The general was a huge personality and social animal now living in squalid safe houses, usually by himself, or for a time in an apartment with a maid.
“So my storyteller brain kind of went crazy with that.”
The script does not dwell on the atrocities, there are no flashbacks, but it does not hide the character’s past either. It is more concerned with the present, finding out both who this man is, where a heart may still beat and what the circumstances might be for a narrative arc that includes how a man like this could truly be punished for his actions.
“I tried to create the story’s conclusion that for me puts him where I need him to be and that’s the part of me that spent time over there, that’s like, how do these people get punished other than on a pure human emotional level because there is no other real punishment.”

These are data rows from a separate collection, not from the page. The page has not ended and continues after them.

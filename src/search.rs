//! Search term normalization and matching rules.

use regex::Regex;
use std::sync::OnceLock;

/// Inputs need more than three characters before a search runs.
pub const MIN_SEARCH_CHARS: usize = 4;

/// A trimmed search term with inner whitespace collapsed to single spaces.
#[derive(Clone, Debug, PartialEq, Eq)]
pub struct SearchTerm(String);

impl SearchTerm {
    pub fn parse(raw: &str) -> Self {
        static WS: OnceLock<Regex> = OnceLock::new();
        let ws = WS.get_or_init(|| Regex::new(r"\s+").expect("static regex"));
        SearchTerm(ws.replace_all(raw.trim(), " ").into_owned())
    }

    pub fn as_str(&self) -> &str {
        &self.0
    }

    pub fn char_len(&self) -> usize {
        self.0.chars().count()
    }

    pub fn is_searchable(&self) -> bool {
        self.char_len() >= MIN_SEARCH_CHARS
    }

    /// `ILIKE` pattern matching the term anywhere, with wildcards in the term escaped.
    pub fn like_pattern(&self) -> String {
        let mut out = String::with_capacity(self.0.len() + 2);
        out.push('%');
        for c in self.0.chars() {
            if matches!(c, '%' | '_' | '\\') {
                out.push('\\');
            }
            out.push(c);
        }
        out.push('%');
        out
    }

    /// Case-insensitive substring test, equivalent to the `ILIKE` pattern.
    pub fn matches(&self, haystack: &str) -> bool {
        haystack.to_lowercase().contains(&self.0.to_lowercase())
    }
}

#[cfg(test)]
mod tests {
    use super::*;

    #[test]
    fn normalizes_whitespace() {
        assert_eq!(SearchTerm::parse("  rust \t  analyzer \n").as_str(), "rust analyzer");
    }

    #[test]
    fn needs_more_than_three_chars() {
        assert!(!SearchTerm::parse("git").is_searchable());
        assert!(!SearchTerm::parse("  git   ").is_searchable());
        assert!(SearchTerm::parse("gitk").is_searchable());
        // counted in characters, not bytes
        assert!(!SearchTerm::parse("äöü").is_searchable());
    }

    #[test]
    fn escapes_like_wildcards() {
        assert_eq!(SearchTerm::parse("100%_a\\b").like_pattern(), "%100\\%\\_a\\\\b%");
    }

    #[test]
    fn matches_case_insensitively() {
        let term = SearchTerm::parse("DOCK");
        assert!(term.matches("Docker Compose"));
        assert!(!term.matches("Podman"));
    }
}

Ben Kingsley is masterful in the role.
“Who was it, Phil Jackson talking about coaching certain players, you don’t need to teach them fundamentals, you are talking plays,” Mr. Silberling said referring to directing Mr. Kingsley. “You can all agree on a play and how to do it.”
In this case, character and story led the way.
“When I met Kingsley I said to him, can you play this character without judging him? Meaning what’s disturbing about the character, and I know it will be a challenge for the audience, he’s really seductive.”
On Monday night, in addition to the noncombatant audience, Mr. Silberling’s family will be in attendance including his mother, Joyce Silberling. His parents eventually moved to the Island full time, following the path begun by their son at age 12, agreeing that the Vineyard is a special place. Not long after they moved here, however, his father Bob contracted ALS. He died in 2013 and is buried in Vineyard Haven.
“My dad watched my whole journey,” Mr. Silberling said. “It is tough to go into the entertainment business, but he was always so supportive. He could have been the opposite, he dissuaded so many others, but for me he was super supportive from the day I told him I wanted to be a filmmaker. His favorite thing was to come and spend time on the set. He could be there from call to wrap.”
He still is, no doubt about it.
An Ordinary Man screens on July 17 at 7:30 p.m. There will be a discussion afterwards with writer/director Brad Silberling. Visit mvfilmsociety.com for tickets.